Nearly 100 stakeholders commented on and rated the expert suggestions, and determined a final list of 129 specific competencies under six general themes that reflect the most in-demand areas for physician coach expertise and training: 1) Physician-specific coaching; 2) Understanding physician and health care context, culture and career span; 3) Coaching theory and science; 4) DEI and other social dynamics; 5) Well-being and burnout; 6) Physician leadership.

The agreement around the responses ranged from 80.5% to 95.6%, the study shows.

“And what surprised me was that when we asked people to rank the six key areas in order of importance, what came out on top was ‘coaching theory and science,’” Passarelli said. “It shows that the field is very hungry for evidence-based competencies.”

The applications in health care

Passarelli said health care organizations running internal coaching programs could use the study as a basis for their educational material. And if they are hiring coaches, they will be able to select them based on knowledge of the key areas that emerged from the survey.
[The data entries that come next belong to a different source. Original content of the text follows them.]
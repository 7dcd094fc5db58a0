//! Keyboard shortcuts.

/// Actions reachable from the keyboard.
#[derive(Debug, Clone, Copy, PartialEq, Eq, Hash)]
pub enum Shortcut {
    FocusSearch,
    ClearSearch,
    ToggleTheme,
}

impl Shortcut {
    pub const fn all() -> &'static [Shortcut] {
        &[Self::FocusSearch, Self::ClearSearch, Self::ToggleTheme]
    }

    /// Key shown in help text.
    pub const fn key(&self) -> &'static str {
        match self {
            Self::FocusSearch => "/",
            Self::ClearSearch => "Escape",
            Self::ToggleTheme => "t",
        }
    }

    pub const fn display_name(&self) -> &'static str {
        match self {
            Self::FocusSearch => "Focus search",
            Self::ClearSearch => "Clear search",
            Self::ToggleTheme => "Toggle dark mode",
        }
    }
}

/// A key event as delivered by the page.
#[derive(Debug, Clone, Default, PartialEq, Eq)]
pub struct KeyPress {
    pub key: String,
    pub ctrl: bool,
    pub alt: bool,
    pub meta: bool,
    /// The event target is a text field; printable keys belong to it.
    pub in_text_input: bool,
}

impl KeyPress {
    pub fn new(key: impl Into<String>) -> Self {
        Self {
            key: key.into(),
            ..Self::default()
        }
    }

    pub fn in_text_input(mut self) -> Self {
        self.in_text_input = true;
        self
    }
}

/// Map a key press to a shortcut. Presses with modifiers are left alone.
pub fn shortcut_for(press: &KeyPress) -> Option<Shortcut> {
    if press.ctrl || press.alt || press.meta {
        return None;
    }
    match press.key.as_str() {
        "Escape" => Some(Shortcut::ClearSearch),
        "/" if !press.in_text_input => Some(Shortcut::FocusSearch),
        "t" | "T" if !press.in_text_input => Some(Shortcut::ToggleTheme),
        _ => None,
    }
}
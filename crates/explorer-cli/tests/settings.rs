//! Preference file handling.

use explorer_cli::{load_config, resolve_config_path, save_theme};
use explorer_core::{ExplorerConfig, Theme};

#[test]
fn explicit_path_wins() {
    let dir = tempfile::tempdir().unwrap();
    let path = dir.path().join("prefs.toml");
    assert_eq!(resolve_config_path(Some(path.as_path())), Some(path.clone()));
}

#[test]
fn missing_file_yields_defaults() {
    let dir = tempfile::tempdir().unwrap();
    let config = load_config(Some(dir.path().join("absent.toml").as_path()));
    assert_eq!(config, ExplorerConfig::default());
    assert_eq!(load_config(None), ExplorerConfig::default());
}

#[test]
fn theme_survives_a_reload() {
    let dir = tempfile::tempdir().unwrap();
    let path = dir.path().join("nested").join("settings.toml");

    let saved = save_theme(&path, Theme::Dark).unwrap();
    assert!(saved.general.dark_mode);
    assert!(load_config(Some(path.as_path())).general.dark_mode);

    save_theme(&path, Theme::Light).unwrap();
    assert_eq!(
        Theme::from_dark_mode(load_config(Some(path.as_path())).general.dark_mode),
        Theme::Light
    );
}

#[test]
fn saving_keeps_other_preferences() {
    let dir = tempfile::tempdir().unwrap();
    let path = dir.path().join("settings.toml");
    let mut config = ExplorerConfig::default();
    config.timing.list_debounce_ms = 90;
    config.save(&path).unwrap();

    save_theme(&path, Theme::Dark).unwrap();
    let reloaded = load_config(Some(path.as_path()));
    assert_eq!(reloaded.timing.list_debounce_ms, 90);
    assert!(reloaded.general.dark_mode);
}
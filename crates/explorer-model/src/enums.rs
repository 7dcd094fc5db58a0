//! Type-safe enumerations for the settings dataset.
//!
//! These enums give compile-time safety to concepts that appear as plain
//! strings in the dataset document and in URL query parameters.

use serde::{Deserialize, Serialize};
use std::fmt;
use std::str::FromStr;

use crate::error::ModelError;

/// Top-level grouping of settings.
///
/// The dataset document carries one array per scope:
/// - **Session**: runtime/query-level settings (`settings`)
/// - **MergeTree**: storage-engine/table-level settings (`merge_tree_settings`)
/// - **Format**: input/output format settings (`format_settings`)
#[derive(
    Debug, Clone, Copy, Default, PartialEq, Eq, PartialOrd, Ord, Hash, Serialize, Deserialize,
)]
#[serde(rename_all = "lowercase")]
pub enum Scope {
    #[default]
    Session,
    MergeTree,
    Format,
}

impl Scope {
    /// Returns the identifier used in URLs and logs.
    pub fn as_str(&self) -> &'static str {
        match self {
            Scope::Session => "session",
            Scope::MergeTree => "mergetree",
            Scope::Format => "format",
        }
    }

    /// Returns the human-readable label used on pills and chips.
    pub fn label(&self) -> &'static str {
        match self {
            Scope::Session => "Session",
            Scope::MergeTree => "MergeTree",
            Scope::Format => "Format",
        }
    }

    /// Short prefix for row anchors (`#s-max-threads`).
    pub fn anchor_prefix(&self) -> &'static str {
        match self {
            Scope::Session => "s",
            Scope::MergeTree => "mt",
            Scope::Format => "fmt",
        }
    }

    /// Documentation page that lists settings of this scope.
    pub fn docs_page(&self) -> &'static str {
        match self {
            Scope::Session => "https://clickhouse.com/docs/operations/settings/settings",
            Scope::MergeTree => {
                "https://clickhouse.com/docs/operations/settings/merge-tree-settings"
            }
            Scope::Format => "https://clickhouse.com/docs/operations/settings/formats",
        }
    }

    /// Tooltip text explaining the scope.
    pub fn help(&self) -> &'static str {
        match self {
            Scope::Session => "Query-level settings, changeable per session or per query",
            Scope::MergeTree => "Table-level settings of the MergeTree storage engine",
            Scope::Format => "Settings that control input and output formats",
        }
    }

    /// All scopes in display order.
    pub const fn all() -> &'static [Scope] {
        &[Scope::Session, Scope::MergeTree, Scope::Format]
    }
}

impl fmt::Display for Scope {
    fn fmt(&self, f: &mut fmt::Formatter<'_>) -> fmt::Result {
        write!(f, "{}", self.as_str())
    }
}

impl FromStr for Scope {
    type Err = ModelError;

    fn from_str(s: &str) -> Result<Self, Self::Err> {
        match s.trim().to_lowercase().as_str() {
            "session" | "settings" => Ok(Scope::Session),
            "mergetree" | "merge_tree" | "merge-tree" | "storage-engine" => Ok(Scope::MergeTree),
            "format" | "formats" => Ok(Scope::Format),
            _ => Err(ModelError::UnknownScope(s.to_string())),
        }
    }
}

/// Stability classification of a setting for one version.
#[derive(
    Debug, Clone, Copy, Default, PartialEq, Eq, PartialOrd, Ord, Hash, Serialize, Deserialize,
)]
#[serde(rename_all = "lowercase")]
pub enum Tier {
    #[default]
    Production,
    Beta,
    Experimental,
    Obsolete,
}

impl Tier {
    pub fn as_str(&self) -> &'static str {
        match self {
            Tier::Production => "production",
            Tier::Beta => "beta",
            Tier::Experimental => "experimental",
            Tier::Obsolete => "obsolete",
        }
    }

    pub fn label(&self) -> &'static str {
        match self {
            Tier::Production => "Production",
            Tier::Beta => "Beta",
            Tier::Experimental => "Experimental",
            Tier::Obsolete => "Obsolete",
        }
    }

    pub fn help(&self) -> &'static str {
        match self {
            Tier::Production => "Stable and safe to use in production",
            Tier::Beta => "Feature is usable but may still change",
            Tier::Experimental => "Under active development; not for production use",
            Tier::Obsolete => "Kept for compatibility; has no effect",
        }
    }

    /// Derive a tier from the raw flags column of the settings declaration.
    ///
    /// Flags look like `0`, `BETA`, `EXPERIMENTAL`, `IMPORTANT` or bitwise
    /// combinations of those. Experimental wins over beta, beta over obsolete.
    pub fn from_flags(flags: &str) -> Tier {
        let mut tier = Tier::Production;
        for token in flag_tokens(flags) {
            let candidate = match token.to_ascii_lowercase().as_str() {
                "experimental" => Tier::Experimental,
                "beta" => Tier::Beta,
                "obsolete" => Tier::Obsolete,
                _ => continue,
            };
            if candidate.precedence() > tier.precedence() {
                tier = candidate;
            }
        }
        tier
    }

    fn precedence(&self) -> u8 {
        match self {
            Tier::Production => 0,
            Tier::Obsolete => 1,
            Tier::Beta => 2,
            Tier::Experimental => 3,
        }
    }

    pub const fn all() -> &'static [Tier] {
        &[
            Tier::Production,
            Tier::Beta,
            Tier::Experimental,
            Tier::Obsolete,
        ]
    }
}

/// Returns true if the raw flags mark the setting as important.
pub fn flags_mark_important(flags: &str) -> bool {
    flag_tokens(flags).any(|token| token.eq_ignore_ascii_case("important"))
}

fn flag_tokens(flags: &str) -> impl Iterator<Item = &str> {
    flags
        .split(|c: char| !(c.is_ascii_alphabetic() || c == '_'))
        .filter(|token| !token.is_empty())
}

impl fmt::Display for Tier {
    fn fmt(&self, f: &mut fmt::Formatter<'_>) -> fmt::Result {
        write!(f, "{}", self.as_str())
    }
}

impl FromStr for Tier {
    type Err = ModelError;

    fn from_str(s: &str) -> Result<Self, Self::Err> {
        match s.trim().to_lowercase().as_str() {
            "production" | "prod" => Ok(Tier::Production),
            "beta" => Ok(Tier::Beta),
            "experimental" => Ok(Tier::Experimental),
            "obsolete" => Ok(Tier::Obsolete),
            _ => Err(ModelError::UnknownTier(s.to_string())),
        }
    }
}

/// Independent boolean gates offered next to the facets.
#[derive(Debug, Clone, Copy, PartialEq, Eq, PartialOrd, Ord, Hash, Serialize, Deserialize)]
#[serde(rename_all = "lowercase")]
pub enum SpecialFlag {
    /// Only settings that take effect in the managed cloud offering.
    Cloud,
    /// Only settings cited by documentation pages or blog posts.
    Cited,
}

impl SpecialFlag {
    pub fn as_str(&self) -> &'static str {
        match self {
            SpecialFlag::Cloud => "cloud",
            SpecialFlag::Cited => "cited",
        }
    }

    pub fn label(&self) -> &'static str {
        match self {
            SpecialFlag::Cloud => "Cloud only",
            SpecialFlag::Cited => "Has citations",
        }
    }

    pub fn help(&self) -> &'static str {
        match self {
            SpecialFlag::Cloud => "Show only settings that only have an effect in the cloud service",
            SpecialFlag::Cited => "Show only settings mentioned in docs or blog posts",
        }
    }

    pub const fn all() -> &'static [SpecialFlag] {
        &[SpecialFlag::Cloud, SpecialFlag::Cited]
    }
}

impl fmt::Display for SpecialFlag {
    fn fmt(&self, f: &mut fmt::Formatter<'_>) -> fmt::Result {
        write!(f, "{}", self.as_str())
    }
}

impl FromStr for SpecialFlag {
    type Err = ModelError;

    fn from_str(s: &str) -> Result<Self, Self::Err> {
        match s.trim().to_lowercase().as_str() {
            "cloud" | "cloud_only" => Ok(SpecialFlag::Cloud),
            "cited" | "mentions" => Ok(SpecialFlag::Cited),
            _ => Err(ModelError::UnknownFlag(s.to_string())),
        }
    }
}

#[cfg(test)]
mod tests {
    use super::*;

    #[test]
    fn test_scope_from_str() {
        assert_eq!("session".parse::<Scope>().unwrap(), Scope::Session);
        assert_eq!("MergeTree".parse::<Scope>().unwrap(), Scope::MergeTree);
        assert_eq!("storage-engine".parse::<Scope>().unwrap(), Scope::MergeTree);
        assert_eq!(" formats ".parse::<Scope>().unwrap(), Scope::Format);
        assert!("table".parse::<Scope>().is_err());
    }

    #[test]
    fn test_tier_from_flags() {
        assert_eq!(Tier::from_flags("0"), Tier::Production);
        assert_eq!(Tier::from_flags(""), Tier::Production);
        assert_eq!(Tier::from_flags("BETA"), Tier::Beta);
        assert_eq!(Tier::from_flags("IMPORTANT | EXPERIMENTAL"), Tier::Experimental);
        assert_eq!(Tier::from_flags("BETA|EXPERIMENTAL"), Tier::Experimental);
        assert_eq!(Tier::from_flags("OBSOLETE"), Tier::Obsolete);
    }

    #[test]
    fn test_important_flag() {
        assert!(flags_mark_important("IMPORTANT"));
        assert!(flags_mark_important("BETA | important"));
        assert!(!flags_mark_important("0"));
    }

    #[test]
    fn test_scope_order_matches_display_order() {
        let mut scopes = vec![Scope::Format, Scope::Session, Scope::MergeTree];
        scopes.sort();
        assert_eq!(scopes, Scope::all());
    }
}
But she said these are only standards for entry into the field, not predictors of what makes an effective coach.

“What we created is a baseline of what you need to understand in order to work effectively with this particular population,” Passarelli said. “What we did not do is to create standards that distinguish the best coaches. For that, we will need more behavioral trials.”

Maybe some well recognized medical organization, such as the National Board of Medical Examiners, can use these guidelines to certify physician coaching, Passarelli added.

“Coaching is like a band aid to a bigger systemic issue,” she said. “Burnout needs to be addressed at a system level. But until those system-level changes can happen, coaching is one way to alleviate the suffering that's happening for some of these health care professionals. When they are functioning at their best, the quality of care improves.”